I always meant to come back and finish it off. However, circumstances conspired against me and I ended up being made redundant later in the year, moving to Jersey and then Dorset in 2010 and 2011 for work before moving back up north just over a year ago. Whilst being away from my old training venues in Manchester, it was difficult to train power due to the dearth of bouldering facilities worthy of the name. In Jersey, the best climbing wall was in a corridor, mostly vertical and dated from 1986! and in Dorset the best bouldering wall was no more than 7 feet high with holds also from the 80's. I made the most doing lots of routes outside and managed to get quite fit doing 100 move circuits in a private facility near where I lived in Sherborne, Dorset. However, there were no dedicated 45 degree boards where you could do well set power problems of more than 2 moves.

Back in Manc, for the past year I have mainly been doing routes with only the odd power session thrown in top it up. This was because I was minded to keep fit for Spanish trips and UK routes. This approach has worked pretty well and has enabled me to tick British 8a+'s and the odd foreign 8a. However, the steely power for Font 8a has not been worked on properly since 2009. I have managed to get up Font 7c's and the odd 7c+ but have not been in the bouldering form needed bust out the magic 8 grade for some time now.

Yesterday, second day on on the Box and first climbing visit since April 09 was a rather humbling experience compared to how climbing on here used to feel 3 and a half years ago although positive in that I can see where I need to get to now. I did Pill Box Original, Whisky Bitch and Mr Whippy, both 7a+'s, again and did all the moves on Drink Driving. It seems like a fair bit of work will be needed to get back in the shape needed to do it. Still, I am psyched. Back then it had not had a 2nd ascent - that cachet has now gone as it has now had 3 or 4 repeats. My inspiration comes from the following footage I have found in the archives of the first repeat of Malteser/ Last Rites, a classic Font 8a linkup a couple of months before I nearly did DD. This includes the crux of DD, the big span left to the poor pinch/ crimp.

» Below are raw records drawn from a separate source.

use std::collections::{HashMap, HashSet};

use anyhow::{Context, Result};
use tracing::{debug, warn};

use super::parse::{RawPerson, RawPublication};
use crate::graph::{GraphStore, Node, NodeKind, PersonInfo, PublicationInfo};
use crate::util::{person_node_id, publication_node_id};

#[derive(Default)]
struct AuthorIndex {
    by_id: HashMap<String, String>,
    by_name: HashMap<String, String>,
    names: HashMap<String, String>,
    pis: HashSet<String>,
}

impl AuthorIndex {
    fn register(&mut self, raw_id: &str, node_id: &str, name: &str, pi: bool) {
        self.by_id.insert(raw_id.to_owned(), node_id.to_owned());
        let key = name.trim().to_lowercase();
        if !key.is_empty() {
            self.by_name.entry(key).or_insert_with(|| node_id.to_owned());
        }
        self.names.insert(node_id.to_owned(), name.to_owned());
        if pi {
            self.pis.insert(node_id.to_owned());
        }
    }

    fn resolve(&self, author: &str) -> Option<&str> {
        self.by_id
            .get(author)
            .or_else(|| self.by_name.get(&author.trim().to_lowercase()))
            .map(String::as_str)
    }
}

pub(super) fn build_graph(
    people: Vec<RawPerson>,
    publications: Vec<RawPublication>,
) -> Result<GraphStore> {
    let mut graph = GraphStore::new();
    let mut authors = AuthorIndex::default();

    for person in people {
        if person.id.is_empty() {
            warn!(name = %person.name, "skipping person without an id");
            continue;
        }

        let node_id = person_node_id(&person.id);
        if graph.index_of(&node_id).is_some() {
            warn!(id = %person.id, "skipping duplicate person");
            continue;
        }

        let name = if person.name.is_empty() {
            person.id.clone()
        } else {
            person.name.clone()
        };
        authors.register(&person.id, &node_id, &name, person.pi);

        let info = PersonInfo {
            name: name.clone(),
            subteam: person.subteam,
            pi: person.pi,
        };
        graph
            .add_node(Node::person(&person.id, name, info))
            .with_context(|| format!("failed to add person {}", person.id))?;
    }

    let mut placeholders = 0usize;
    for publication in publications {
        if publication.id.is_empty() {
            warn!(title = %publication.title, "skipping publication without an id");
            continue;
        }

        let publication_id = publication_node_id(&publication.id);
        if graph.index_of(&publication_id).is_some() {
            warn!(id = %publication.id, "skipping duplicate publication");
            continue;
        }

        let mut author_ids = Vec::with_capacity(publication.authors.len());
        let mut seen = HashSet::new();
        for author in &publication.authors {
            let resolved = authors.resolve(author).map(str::to_owned);
            let node_id = match resolved {
                Some(node_id) => node_id,
                None => {
                    let node_id = person_node_id(author);
                    if graph.index_of(&node_id).is_none() {
                        let info = PersonInfo {
                            name: author.clone(),
                            ..PersonInfo::default()
                        };
                        graph.add_node(Node::person(author, author.clone(), info))?;
                        authors.register(author, &node_id, author, false);
                        placeholders += 1;
                    }
                    node_id
                }
            };

            if seen.insert(node_id.clone()) {
                author_ids.push(node_id);
            }
        }

        let info = PublicationInfo {
            title: publication.title.clone(),
            short_title: publication.short_title.clone(),
            team: publication.team.clone(),
            kind: publication.kind.clone(),
            year: publication.resolved_year(),
            doi: publication.doi(),
            authors: author_ids
                .iter()
                .map(|id| authors.names.get(id).cloned().unwrap_or_else(|| id.clone()))
                .collect(),
            venue: publication.venue.clone(),
            pi_authors: author_ids
                .iter()
                .filter(|id| authors.pis.contains(*id))
                .count(),
        };

        graph.add_node(Node::publication(
            &publication.id,
            publication.label(),
            info,
        ))?;

        for person_id in &author_ids {
            graph.add_authorship(person_id, &publication_id)?;
        }
    }

    let dropped = graph.retain_people_with_publications();
    let counts = graph
        .publication_counts()
        .into_iter()
        .map(|(id, count)| (id.to_owned(), count))
        .collect::<HashMap<_, _>>();
    for node in graph.nodes_mut() {
        if node.kind() == NodeKind::Person {
            let count = counts.get(&node.id).copied().unwrap_or(0);
            node.size = u32::try_from(count.max(1)).unwrap_or(u32::MAX);
        }
    }

    debug!(
        people = graph.people().count(),
        publications = graph.publication_count(),
        edges = graph.edge_count(),
        placeholders,
        dropped,
        "built authorship graph"
    );

    Ok(graph)
}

The day I did this, I had already done 2 other 8a's in the Cave, and it was one of the best days' climbing I have ever had. Here is a link to an article that mentions it: http://www.northwalesbouldering.com/newsitem.asp?nsid=388

Anyway, to get in the shape to it do DD again will mean doing more bouldering at Stockport Wall but this is no hardship as it has an excellent circuit of problems and a massive 45 degree board. I will do a session bouldering every Tues and a session routing every Thurs to keep the fitness going and will try to do some pullups on Weds too.

On sat, I managed to do the top pitch of Mecca Extension which is 8a+ which i have been working on for the past few weekends and nearly did it linking in the 7c+ groove of Mecca so am syked for that probably in the spring now. Seems as though the moves on this are not as hard as Drink Driving! Bouldering on the Box over the winter should provide plenty of power for the extension, it will just be a little chilling on that north face in the icy wind! Mercifully, the warm car and hot flask are only 20 seconds away. No pads in the sea this time. 

Venga bichos!

Saturday, 8 September 2012

Southern France 2012

Well I just got back from an 11 day tour of Ceuse and Gorge du Loup. It was great to devote some quality time to climbing and not just sometimes squeezed in evening sessions. I made the walk up the hill to Ceuse twice in a lightning visit there. It took a day to switch back into stamina mode on the pockets there but by day 2 I managed to clip the chains of a rather stout 7b+ called Machoire d'Ane, which has a pretty desparate crux move. Some onsights of Dietetic Line and 2001 Odyssey de Grimp followed, both stonking 7b's.

Classic Ceuse panorama

This was my 4th visit to the crag in 7 years so I decided to change focus and visit a completely different area, with a (thankfully) only 5 min walkin! Gorge du Loup is only a hop skip and a jump from Nice and sits in a river gorge which is prone to a cooling breeze when the sun is out which makes it possible to climb here in the hottest summer months despite the crag being at a low altitude.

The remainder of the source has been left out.